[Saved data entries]

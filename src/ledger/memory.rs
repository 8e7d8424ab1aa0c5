use std::collections::{BTreeMap, HashMap, HashSet};

use alloy_primitives::U256;
use async_trait::async_trait;
use chrono::{DateTime, Utc};
use parking_lot::Mutex;

use super::models::*;
use super::store::LedgerStore;
use crate::config::PurgePolicy;
use crate::error::{AppError, AppResult, LedgerError};

#[derive(Default)]
struct MemoryState {
    records: BTreeMap<String, PendingUsageRecord>,
    accounts: BTreeMap<String, LedgerAccount>,
    inflight: HashMap<String, InFlightSettlement>,
    dead_letters: Vec<DeadLetterRecord>,
}

/// Process-local ledger for development and tests.
#[derive(Default)]
pub struct InMemoryLedger {
    state: Mutex<MemoryState>,
    fail_writes: Mutex<bool>,
}

impl InMemoryLedger {
    pub fn new() -> Self {
        Self::default()
    }

    /// Make every mutating call fail until reset.
    pub fn set_fail_writes(&self, fail: bool) {
        *self.fail_writes.lock() = fail;
    }

    fn check_writable(&self) -> AppResult<()> {
        if *self.fail_writes.lock() {
            return Err(AppError::Internal("ledger write failure".into()));
        }
        Ok(())
    }

    pub fn record_count(&self) -> usize {
        self.state.lock().records.len()
    }

    pub fn record(&self, request_hash: &str) -> Option<PendingUsageRecord> {
        self.state.lock().records.get(request_hash).cloned()
    }

    fn blank_account(user: &str, now: DateTime<Utc>) -> LedgerAccount {
        LedgerAccount {
            user_address: user.to_string(),
            lock_balance: "0".into(),
            unsettled_fee: "0".into(),
            last_balance_check_time: None,
            signer: Vec::new(),
            skip_until: None,
            created_at: now,
            updated_at: now,
        }
    }

    fn apply_sync(state: &mut MemoryState, account: &SyncedAccount, at: DateTime<Utc>) -> bool {
        let existed = state.accounts.contains_key(&account.user_address);
        let entry = state
            .accounts
            .entry(account.user_address.clone())
            .or_insert_with(|| Self::blank_account(&account.user_address, at));
        entry.lock_balance = account.lock_balance.to_string();
        entry.signer = account.signer.clone();
        entry.last_balance_check_time = Some(at);
        entry.updated_at = at;
        existed
    }
}

fn sort_oldest_first(records: &mut [PendingUsageRecord]) {
    records.sort_by(|a, b| {
        a.created_at
            .cmp(&b.created_at)
            .then_with(|| a.request_hash.cmp(&b.request_hash))
    });
}

#[async_trait]
impl LedgerStore for InMemoryLedger {
    async fn insert_record(&self, record: &PendingUsageRecord) -> AppResult<()> {
        self.check_writable()?;
        let fee = record.fee_amount()?;
        let now = Utc::now();
        let mut state = self.state.lock();

        if state.records.contains_key(&record.request_hash) {
            return Err(LedgerError::DuplicateRecord(record.request_hash.clone()).into());
        }

        let account = state
            .accounts
            .entry(record.user_address.clone())
            .or_insert_with(|| Self::blank_account(&record.user_address, now));
        let unsettled = account.unsettled_fee_amount()?;
        account.unsettled_fee = unsettled.saturating_add(fee).to_string();
        account.updated_at = now;

        let mut stored = record.clone();
        stored.processed = false;
        stored.skip_until = None;
        state.records.insert(stored.request_hash.clone(), stored);
        Ok(())
    }

    async fn list_eligible_records(
        &self,
        filter: &RecordFilter,
    ) -> AppResult<Vec<PendingUsageRecord>> {
        let state = self.state.lock();
        let mut records: Vec<_> = state
            .records
            .values()
            .filter(|r| r.is_eligible(filter))
            .cloned()
            .collect();
        sort_oldest_first(&mut records);
        Ok(records)
    }

    async fn count_eligible_records(&self, filter: &RecordFilter) -> AppResult<u64> {
        let state = self.state.lock();
        Ok(state.records.values().filter(|r| r.is_eligible(filter)).count() as u64)
    }

    async fn list_unprocessed_records(&self) -> AppResult<Vec<PendingUsageRecord>> {
        let state = self.state.lock();
        let mut records: Vec<_> = state
            .records
            .values()
            .filter(|r| !r.processed)
            .cloned()
            .collect();
        sort_oldest_first(&mut records);
        Ok(records)
    }

    async fn update_skip_until(
        &self,
        request_hashes: &[String],
        until: DateTime<Utc>,
    ) -> AppResult<u64> {
        self.check_writable()?;
        let mut state = self.state.lock();
        let mut updated = 0;
        for hash in request_hashes {
            if let Some(record) = state.records.get_mut(hash) {
                record.skip_until = Some(until);
                updated += 1;
            }
        }
        Ok(updated)
    }

    async fn clear_expired_skip_until(&self, now: DateTime<Utc>) -> AppResult<u64> {
        self.check_writable()?;
        let mut state = self.state.lock();
        let mut cleared = 0;
        for record in state.records.values_mut() {
            if matches!(record.skip_until, Some(until) if until <= now) {
                record.skip_until = None;
                cleared += 1;
            }
        }
        for account in state.accounts.values_mut() {
            if matches!(account.skip_until, Some(until) if until <= now) {
                account.skip_until = None;
                cleared += 1;
            }
        }
        Ok(cleared)
    }

    async fn delete_settled_records(&self, request_hashes: &[String]) -> AppResult<u64> {
        self.check_writable()?;
        let mut state = self.state.lock();
        let mut deleted = 0;
        for hash in request_hashes {
            if let Some(record) = state.records.get_mut(hash) {
                record.processed = true;
            }
            if state.records.remove(hash).is_some() {
                deleted += 1;
            }
        }
        Ok(deleted)
    }

    async fn purge_user_records(
        &self,
        user: &str,
        reason: &str,
        policy: PurgePolicy,
        at: DateTime<Utc>,
    ) -> AppResult<u64> {
        self.check_writable()?;
        let mut state = self.state.lock();
        let hashes: Vec<String> = state
            .records
            .values()
            .filter(|r| r.user_address == user)
            .map(|r| r.request_hash.clone())
            .collect();

        for hash in &hashes {
            if let Some(record) = state.records.remove(hash) {
                if policy == PurgePolicy::DeadLetter
                    && !state.dead_letters.iter().any(|d| &d.request_hash == hash)
                {
                    state
                        .dead_letters
                        .push(DeadLetterRecord::from_record(&record, reason, at));
                }
            }
        }
        Ok(hashes.len() as u64)
    }

    async fn list_dead_letters(&self, user: Option<&str>) -> AppResult<Vec<DeadLetterRecord>> {
        let state = self.state.lock();
        Ok(state
            .dead_letters
            .iter()
            .filter(|d| user.map_or(true, |u| d.user_address == u))
            .cloned()
            .collect())
    }

    async fn reset_unsettled_fees(&self) -> AppResult<u64> {
        self.check_writable()?;
        let mut state = self.state.lock();
        let mut reset = 0;
        for account in state.accounts.values_mut() {
            if account.unsettled_fee_amount().map_or(true, |fee| fee != U256::ZERO) {
                account.unsettled_fee = "0".into();
                reset += 1;
            }
        }
        Ok(reset)
    }

    async fn get_account(&self, user: &str) -> AppResult<Option<LedgerAccount>> {
        Ok(self.state.lock().accounts.get(user).cloned())
    }

    async fn upsert_account(
        &self,
        account: &SyncedAccount,
        at: DateTime<Utc>,
    ) -> AppResult<LedgerAccount> {
        self.check_writable()?;
        let mut state = self.state.lock();
        Self::apply_sync(&mut state, account, at);
        state
            .accounts
            .get(&account.user_address)
            .cloned()
            .ok_or_else(|| AppError::Internal("account vanished after upsert".into()))
    }

    async fn sync_accounts(
        &self,
        accounts: &[SyncedAccount],
        at: DateTime<Utc>,
    ) -> AppResult<SyncStats> {
        self.check_writable()?;
        let mut state = self.state.lock();
        let mut stats = SyncStats::default();

        for account in accounts {
            if Self::apply_sync(&mut state, account, at) {
                stats.updated += 1;
            } else {
                stats.added += 1;
            }
        }

        let keep: HashSet<&str> = accounts.iter().map(|a| a.user_address.as_str()).collect();
        let before = state.accounts.len();
        state.accounts.retain(|user, _| keep.contains(user.as_str()));
        stats.removed = (before - state.accounts.len()) as u64;
        Ok(stats)
    }

    async fn list_accounts_at_risk(
        &self,
        filter: &AccountRiskFilter,
    ) -> AppResult<Vec<LedgerAccount>> {
        let state = self.state.lock();
        let mut at_risk = Vec::new();
        for account in state.accounts.values() {
            if account.is_at_risk(filter)? {
                at_risk.push(account.clone());
            }
        }
        Ok(at_risk)
    }

    async fn record_inflight(&self, entries: &[InFlightSettlement]) -> AppResult<()> {
        self.check_writable()?;
        let mut state = self.state.lock();
        for entry in entries {
            state.inflight.insert(entry.user_address.clone(), entry.clone());
        }
        Ok(())
    }

    async fn list_inflight(&self) -> AppResult<Vec<InFlightSettlement>> {
        let state = self.state.lock();
        let mut entries: Vec<_> = state.inflight.values().cloned().collect();
        entries.sort_by(|a, b| a.created_at.cmp(&b.created_at));
        Ok(entries)
    }

    async fn clear_inflight(&self, users: &[String]) -> AppResult<u64> {
        self.check_writable()?;
        let mut state = self.state.lock();
        Ok(users
            .iter()
            .filter(|u| state.inflight.remove(u.as_str()).is_some())
            .count() as u64)
    }
}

EXERCISE DETAILS:
All lines that hold the word "into" should be copied from the data.

SOLUTION BELOW:
            return Err(AppError::Internal("ledger write failure".into()));
            lock_balance: "0".into(),
            unsettled_fee: "0".into(),
            return Err(LedgerError::DuplicateRecord(record.request_hash.clone()).into());
                account.unsettled_fee = "0".into();
            .ok_or_else(|| AppError::Internal("account vanished after upsert".into()))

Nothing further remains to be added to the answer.